Se puede llegar a un estado tal de inconformidad que resulta difícil contener la expresión popular hasta las próximas elecciones. Son, entonces, las elecciones las que deben darse cuanto antes. Es ahí que la calle –ese espacio urbano de manifestación colectiva– se convierte en un escenario de la democracia y en un medidor de popularidad de los gobiernos y de su ejercicio del poder. La protesta y la resistencia se dan en la calle, y es así como se mide cuán crítica puede ser una situación política determinada.

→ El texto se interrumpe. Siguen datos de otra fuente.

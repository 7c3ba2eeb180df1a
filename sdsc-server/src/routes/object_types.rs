//! `/object_types` — atomic-replace CRUD plus single-extension removal
//! (§4.1, §6, §8.3).

// Layer 1: Standard library imports
// (none)

// Layer 2: Third-party crate imports
use axum::extract::{Path, State};
use axum::http::StatusCode;
use axum::Json;
use serde::Deserialize;

// Layer 3: Internal module imports
use sdsc_core::model::ObjectType;

use crate::error::ApiError;
use crate::state::AppState;

pub async fn list(State(state): State<AppState>) -> Result<Json<Vec<ObjectType>>, ApiError> {
    let types = state
        .store
        .list_object_types()
        .await
        .map_err(|e| ApiError::from_core(e.into(), state.config.legacy_401_on_parse_error))?;
    Ok(Json(types))
}

pub async fn get_one(
    State(state): State<AppState>,
    Path(name): Path<String>,
) -> Result<Json<ObjectType>, ApiError> {
    let object_type = state
        .store
        .get_object_type(&name)
        .await
        .map_err(|e| ApiError::from_core(e.into(), state.config.legacy_401_on_parse_error))?
        .ok_or_else(|| ApiError::not_found(format!("object type {name} not found")))?;
    Ok(Json(object_type))
}

#[derive(Debug, Deserialize)]
pub struct ObjectTypeRequest {
    pub name: String,
    pub extensions: Vec<String>,
}

pub async fn create(
    State(state): State<AppState>,
    Json(req): Json<ObjectTypeRequest>,
) -> Result<(StatusCode, Json<ObjectType>), ApiError> {
    let object_type = ObjectType {
        name: req.name,
        extensions: req.extensions,
    };
    state
        .store
        .replace_object_type(object_type.clone())
        .await
        .map_err(|e| ApiError::from_core(e.into(), state.config.legacy_401_on_parse_error))?;
    Ok((StatusCode::CREATED, Json(object_type)))
}

pub async fn replace(
    State(state): State<AppState>,
    Path(name): Path<String>,
    Json(req): Json<ObjectTypeRequest>,
) -> Result<Json<ObjectType>, ApiError> {
    let object_type = ObjectType {
        name,
        extensions: req.extensions,
    };
    state
        .store
        .replace_object_type(object_type.clone())
        .await
        .map_err(|e| ApiError::from_core(e.into(), state.config.legacy_401_on_parse_error))?;
    Ok(Json(object_type))
}

pub async fn delete(
    State(state): State<AppState>,
    Path(name): Path<String>,
) -> Result<StatusCode, ApiError> {
    state
        .store
        .delete_object_type(&name)
        .await
        .map_err(|e| ApiError::from_core(e.into(), state.config.legacy_401_on_parse_error))?;
    Ok(StatusCode::NO_CONTENT)
}

pub async fn remove_extension(
    State(state): State<AppState>,
    Path((name, ext)): Path<(String, String)>,
) -> Result<Json<ObjectType>, ApiError> {
    let mut object_type = state
        .store
        .get_object_type(&name)
        .await
        .map_err(|e| ApiError::from_core(e.into(), state.config.legacy_401_on_parse_error))?
        .ok_or_else(|| ApiError::not_found(format!("object type {name} not found")))?;

    object_type.extensions.retain(|e| e != &ext);
    state
        .store
        .replace_object_type(object_type.clone())
        .await
        .map_err(|e| ApiError::from_core(e.into(), state.config.legacy_401_on_parse_error))?;
    Ok(Json(object_type))
}
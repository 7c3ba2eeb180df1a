//! Route table for the REST surface (§6, §6.1).

pub mod controllers;
pub mod filters;
pub mod object_types;
pub mod policies;
pub mod storage_nodes;
pub mod tenants_groups;
pub mod workload_metrics;

// Layer 2: Third-party crate imports
use axum::routing::{get, post};
use axum::Router;
use tower_http::trace::TraceLayer;

// Layer 3: Internal module imports
use crate::state::AppState;

pub fn router(state: AppState) -> Router {
    Router::new()
        .route(
            "/filters/dsl",
            get(filters::list_aliases).post(filters::create_alias),
        )
        .route(
            "/filters/dsl/{name}",
            get(filters::get_alias)
                .put(filters::update_alias)
                .delete(filters::delete_alias),
        )
        .route(
            "/modules/workload_metrics",
            get(workload_metrics::list).post(workload_metrics::upload),
        )
        .route(
            "/modules/workload_metrics/{id}",
            get(workload_metrics::get_one)
                .put(workload_metrics::toggle)
                .delete(workload_metrics::delete),
        )
        .route(
            "/nodes",
            get(storage_nodes::list).post(storage_nodes::create),
        )
        .route(
            "/nodes/{id}",
            get(storage_nodes::get_one)
                .put(storage_nodes::update)
                .delete(storage_nodes::delete),
        )
        .route(
            "/tenants_groups",
            get(tenants_groups::list).post(tenants_groups::create),
        )
        .route(
            "/tenants_groups/{gid}",
            get(tenants_groups::get_one)
                .put(tenants_groups::replace)
                .delete(tenants_groups::delete),
        )
        .route(
            "/tenants_groups/{gid}/{tid}",
            axum::routing::delete(tenants_groups::remove_member),
        )
        .route(
            "/object_types",
            get(object_types::list).post(object_types::create),
        )
        .route(
            "/object_types/{name}",
            get(object_types::get_one)
                .put(object_types::replace)
                .delete(object_types::delete),
        )
        .route(
            "/object_types/{name}/{ext}",
            axum::routing::delete(object_types::remove_extension),
        )
        .route(
            "/policies",
            get(policies::list).post(policies::submit),
        )
        .route(
            "/policies/static/{tenant}/{policy_id}",
            get(policies::get_static)
                .put(policies::put_static)
                .delete(policies::delete_static),
        )
        .route(
            "/policies/dynamic/{id}",
            axum::routing::delete(policies::delete_dynamic),
        )
        .route(
            "/controllers",
            get(controllers::list).post(controllers::create),
        )
        .route(
            "/controllers/{id}",
            get(controllers::get_one)
                .put(controllers::update)
                .delete(controllers::delete),
        )
        .route(
            "/controllers/{id}/data",
            post(controllers::tick),
        )
        .layer(TraceLayer::new_for_http())
        .with_state(state)
}
//! Shared application state: the wiring point for C1-C7 behind the REST
//! surface (§6.1).

// Layer 1: Standard library imports
use std::sync::Arc;

// Layer 2: Third-party crate imports
// (none)

// Layer 3: Internal module imports
use sdsc_core::config::ControllerConfig;
use sdsc_core::controllers::GlobalControllerSupervisor;
use sdsc_core::dsl::{DslParser, SimpleDslParser};
use sdsc_core::messages::ControllerMessage;
use sdsc_core::metrics::MetricSubscriptionManager;
use sdsc_core::policy::PolicyEngine;
use sdsc_core::store::{InMemoryStateStore, StateStore};
use sdsc_rt::broker::InMemoryMessageBroker;
use sdsc_rt::mailbox::{AtomicMetrics, UnboundedMailboxSender};
use sdsc_rt::system::{ActorSystem, SystemConfig};

/// Mailbox sender bound to the in-memory broker below (§2.1).
type Sender = UnboundedMailboxSender<ControllerMessage, AtomicMetrics>;

/// Concrete broker binding for this deployment (§2.1: `sdsc-rt`'s default
/// in-memory broker; a `lapin`-backed bus is the production seam named in
/// §6 but not instantiated here).
pub type Broker = InMemoryMessageBroker<ControllerMessage, Sender>;

/// Everything a REST handler needs, wired once at startup.
pub struct ControllerCore {
    pub store: Arc<dyn StateStore>,
    pub parser: Arc<dyn DslParser>,
    pub system: ActorSystem<ControllerMessage, Broker>,
    pub policy: PolicyEngine<Broker>,
    pub metrics: Arc<MetricSubscriptionManager<Broker>>,
    pub controllers: GlobalControllerSupervisor<Broker>,
    pub config: ControllerConfig,
}

pub type AppState = Arc<ControllerCore>;

impl ControllerCore {
    /// Wire the whole core together and run `ReloadOnStart()` (§4.4, §6.1).
    pub async fn bootstrap(config: ControllerConfig) -> Result<AppState, sdsc_core::Error> {
        let store: Arc<dyn StateStore> = Arc::new(InMemoryStateStore::new());
        let parser: Arc<dyn DslParser> = Arc::new(SimpleDslParser::new());

        let broker = Broker::new();
        let system = ActorSystem::new(SystemConfig::default(), broker.clone());

        let metrics = Arc::new(MetricSubscriptionManager::new(system.clone(), broker.clone()));
        let policy = PolicyEngine::new(
            system.clone(),
            Arc::clone(&store),
            Arc::clone(&parser),
            Arc::clone(&metrics),
        );
        let controllers = GlobalControllerSupervisor::new(
            system.clone(),
            broker.clone(),
            Arc::clone(&store),
            Arc::clone(&metrics),
            config.capacity(),
        );

        policy.reload_on_start().await?;

        Ok(Arc::new(ControllerCore {
            store,
            parser,
            system,
            policy,
            metrics,
            controllers,
            config,
        }))
    }
}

Resulta irónico que los gobiernos de izquierda y de centro-izquierda no quieran reconocer el valor real de la protesta, cuando sus orígenes están en la calle. ¿No fue acaso la Revolución Bolchevique un evento ocurrido en las calles? Y la propia Revolución Francesa, ¿no fue un acto de expresión popular?  ¿O el que no se haya consultado en las urnas el fin de la monarquía le quita legitimidad? El propio 15 de noviembre de 1922, día de la masacre obrera en Guayaquil que terminó con el lanzamiento de los cadáveres de los trabajadores al río Guayas, no fue un evento electoral; fue un acto espontáneo de expresión colectiva en el que la inconformidad con las condiciones de aquel entonces empujaron a muchos a las calles, llevándolos incluso a enfrentar la muerte. Imaginen si en los Estados Unidos en 1963, luego de la masiva convocatoria de Martin Luther King Jr,  junto al memorial de Lincoln en Washington no se  hubiese promulgado el Civil Rights Act que eliminaba la discriminación por raza, color, religión o nacionalidad, sino que en su lugar se le hubiera pedido a King que organice un plebiscito. Imaginen, además, a John F. Kennedy –entonces presidente estadounidense– desafiando al reverendo King a presentarse a elecciones populares. Piensen, además, a Kennedy comentando con sorna “no sacaría ni medio voto”. Peor aún: figúrense al bostoniano pelirrojo demócrata diciéndole a Martin Luther King “fascista” y arrestándolo por no tener permiso legal para organizar la marcha.

La calle tiene esa maravillosa facultad de convertirse en foro. Ahí la expresión de muchos logra aglutinarse hasta ser escuchada.  Muchos creen que los votos en las urnas deben reflejarse en el comportamiento de la gente en las calles. Pero es al revés: son los votos el reflejo del sentir de quienes dan uso del espacio público.